• [PROVIDED RECORDS]:
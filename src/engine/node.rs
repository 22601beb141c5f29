//! RenderNode - One buffer of one logical position in the tree.
//!
//! Every logical position owns up to two nodes: the one on screen
//! ("current") and the one being built ("work in progress"). They point at
//! each other through `alternate`; which one is current is decided by the
//! root, and flips for the whole tree at commit.

use std::any::Any;
use std::cell::RefCell;
use std::fmt;
use std::rc::Rc;

use crate::class::ClassInstance;
use crate::hooks::{Effect, Hook};
use crate::host::{HostHandle, UpdatePayload};
use crate::lanes::Lanes;
use crate::primitives::{ElementType, Key, Node, Props};

use super::update_queue::UpdateQueue;

// =============================================================================
// Node identity
// =============================================================================

/// Arena address of a node buffer.
///
/// The generation changes every time a slot is reused, so ids held by
/// dispatch handles of deleted components go stale instead of aliasing a
/// new node.
#[derive(Clone, Copy, PartialEq, Eq, Hash, PartialOrd, Ord)]
pub struct NodeId {
    pub(crate) index: u32,
    pub(crate) generation: u32,
}

impl fmt::Debug for NodeId {
    fn fmt(&self, f: &mut fmt::Formatter<'_>) -> fmt::Result {
        write!(f, "#{}v{}", self.index, self.generation)
    }
}

/// Kind of node.
#[derive(Debug, Clone, Copy, PartialEq, Eq, Hash)]
pub enum WorkTag {
    HostRoot,
    HostComponent,
    HostText,
    FunctionComponent,
    ClassComponent,
    Fragment,
}

impl WorkTag {
    pub fn is_host(self) -> bool {
        matches!(self, WorkTag::HostComponent | WorkTag::HostText)
    }

    /// Nodes that can receive host children.
    pub fn is_host_parent(self) -> bool {
        matches!(self, WorkTag::HostComponent | WorkTag::HostRoot)
    }
}

// =============================================================================
// Flags
// =============================================================================

bitflags::bitflags! {
    /// Side effects a node needs at commit.
    #[derive(Debug, Clone, Copy, PartialEq, Eq, Default)]
    pub struct Flags: u32 {
        const PLACEMENT = 1 << 1;
        const UPDATE = 1 << 2;
        const CHILD_DELETION = 1 << 4;
        const CONTENT_RESET = 1 << 5;
        const CALLBACK = 1 << 6;
        const SNAPSHOT = 1 << 10;
        const PASSIVE = 1 << 11;

        const BEFORE_MUTATION_MASK = Self::SNAPSHOT.bits();
        const MUTATION_MASK = Self::PLACEMENT.bits()
            | Self::UPDATE.bits()
            | Self::CHILD_DELETION.bits()
            | Self::CONTENT_RESET.bits();
        const LAYOUT_MASK = Self::UPDATE.bits() | Self::CALLBACK.bits();
        const PASSIVE_MASK = Self::PASSIVE.bits() | Self::CHILD_DELETION.bits();
    }
}

// =============================================================================
// Node payloads
// =============================================================================

/// Type-erased class component state.
pub type ClassState = Rc<dyn Any>;

/// Host object, container, or class instance backing a node.
#[derive(Clone, Default)]
pub enum StateNode {
    #[default]
    None,
    Host(HostHandle),
    Container(HostHandle),
    Class(Rc<RefCell<ClassInstance>>),
}

impl StateNode {
    pub fn host(&self) -> Option<HostHandle> {
        match self {
            StateNode::Host(handle) => Some(*handle),
            _ => None,
        }
    }
}

/// What `memoized_state` holds for each node kind.
#[derive(Clone, Default)]
pub enum MemoizedState {
    #[default]
    None,
    /// State-cell chain of a function component, in call order.
    Hooks(Vec<Hook>),
    /// Element last rendered into a root.
    Root(Node),
    Class(ClassState),
}

impl MemoizedState {
    pub fn hooks(&self) -> Option<&[Hook]> {
        match self {
            MemoizedState::Hooks(hooks) => Some(hooks),
            _ => None,
        }
    }
}

/// What `update_queue` holds for each node kind.
#[derive(Clone, Default)]
pub enum NodeQueue {
    #[default]
    None,
    Root(UpdateQueue<Node>),
    Class(UpdateQueue<ClassState>),
    /// Effects registered by the last render of a function component.
    Effects(Vec<Effect>),
    /// Prepared host update, consumed at commit.
    Host(Option<UpdatePayload>),
}

// =============================================================================
// RenderNode
// =============================================================================

/// One buffer of one logical tree position.
pub struct RenderNode {
    // Identity
    pub tag: WorkTag,
    pub key: Option<Key>,
    pub element_type: Option<ElementType>,
    pub state_node: StateNode,

    // Tree
    pub parent: Option<NodeId>,
    pub child: Option<NodeId>,
    pub sibling: Option<NodeId>,
    pub index: usize,

    // Render
    pub pending_props: Props,
    pub memoized_props: Props,
    pub memoized_state: MemoizedState,
    pub update_queue: NodeQueue,

    // Bookkeeping
    pub flags: Flags,
    pub subtree_flags: Flags,
    pub deletions: Vec<NodeId>,
    pub lanes: Lanes,
    pub child_lanes: Lanes,

    pub alternate: Option<NodeId>,
}

impl RenderNode {
    pub fn new(tag: WorkTag, pending_props: Props, key: Option<Key>) -> Self {
        Self {
            tag,
            key,
            element_type: None,
            state_node: StateNode::None,
            parent: None,
            child: None,
            sibling: None,
            index: 0,
            memoized_props: pending_props.clone(),
            pending_props,
            memoized_state: MemoizedState::None,
            update_queue: NodeQueue::None,
            flags: Flags::empty(),
            subtree_flags: Flags::empty(),
            deletions: Vec::new(),
            lanes: Lanes::empty(),
            child_lanes: Lanes::empty(),
            alternate: None,
        }
    }

    /// Human-readable label for logs and errors.
    pub fn label(&self) -> String {
        match (&self.element_type, self.tag) {
            (Some(ty), _) => ty.name().into_owned(),
            (None, WorkTag::HostText) => "#text".to_string(),
            (None, WorkTag::HostRoot) => "#root".to_string(),
            (None, tag) => format!("{tag:?}"),
        }
    }

    /// Text of a text node.
    pub fn text(&self) -> &str {
        self.pending_props.text()
    }
}

impl fmt::Debug for RenderNode {
    fn fmt(&self, f: &mut fmt::Formatter<'_>) -> fmt::Result {
        f.debug_struct("RenderNode")
            .field("tag", &self.tag)
            .field("label", &self.label())
            .field("key", &self.key)
            .field("flags", &self.flags)
            .field("lanes", &self.lanes)
            .field("child_lanes", &self.child_lanes)
            .finish()
    }
}

#[cfg(test)]
mod tests {
    use super::*;

    #[test]
    fn test_masks() {
        assert!(Flags::MUTATION_MASK.contains(Flags::PLACEMENT));
        assert!(Flags::MUTATION_MASK.contains(Flags::CHILD_DELETION));
        assert!(!Flags::MUTATION_MASK.contains(Flags::PASSIVE));
        assert!(Flags::PASSIVE_MASK.contains(Flags::CHILD_DELETION));
        assert!(Flags::LAYOUT_MASK.intersects(Flags::UPDATE));
    }

    #[test]
    fn test_new_node_has_no_work() {
        let node = RenderNode::new(WorkTag::HostText, Props::from_children("hi".into()), None);
        assert_eq!(node.text(), "hi");
        assert!(node.flags.is_empty());
        assert!(node.lanes.is_empty());
        assert_eq!(node.label(), "#text");
    }
}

• [WORK REQUEST]: Search the material above for "generation". Copy each line that has it.

• [TASK OUTPUT]:
/// The generation changes every time a slot is reused, so ids held by
    pub(crate) generation: u32,
        write!(f, "#{}v{}", self.index, self.generation)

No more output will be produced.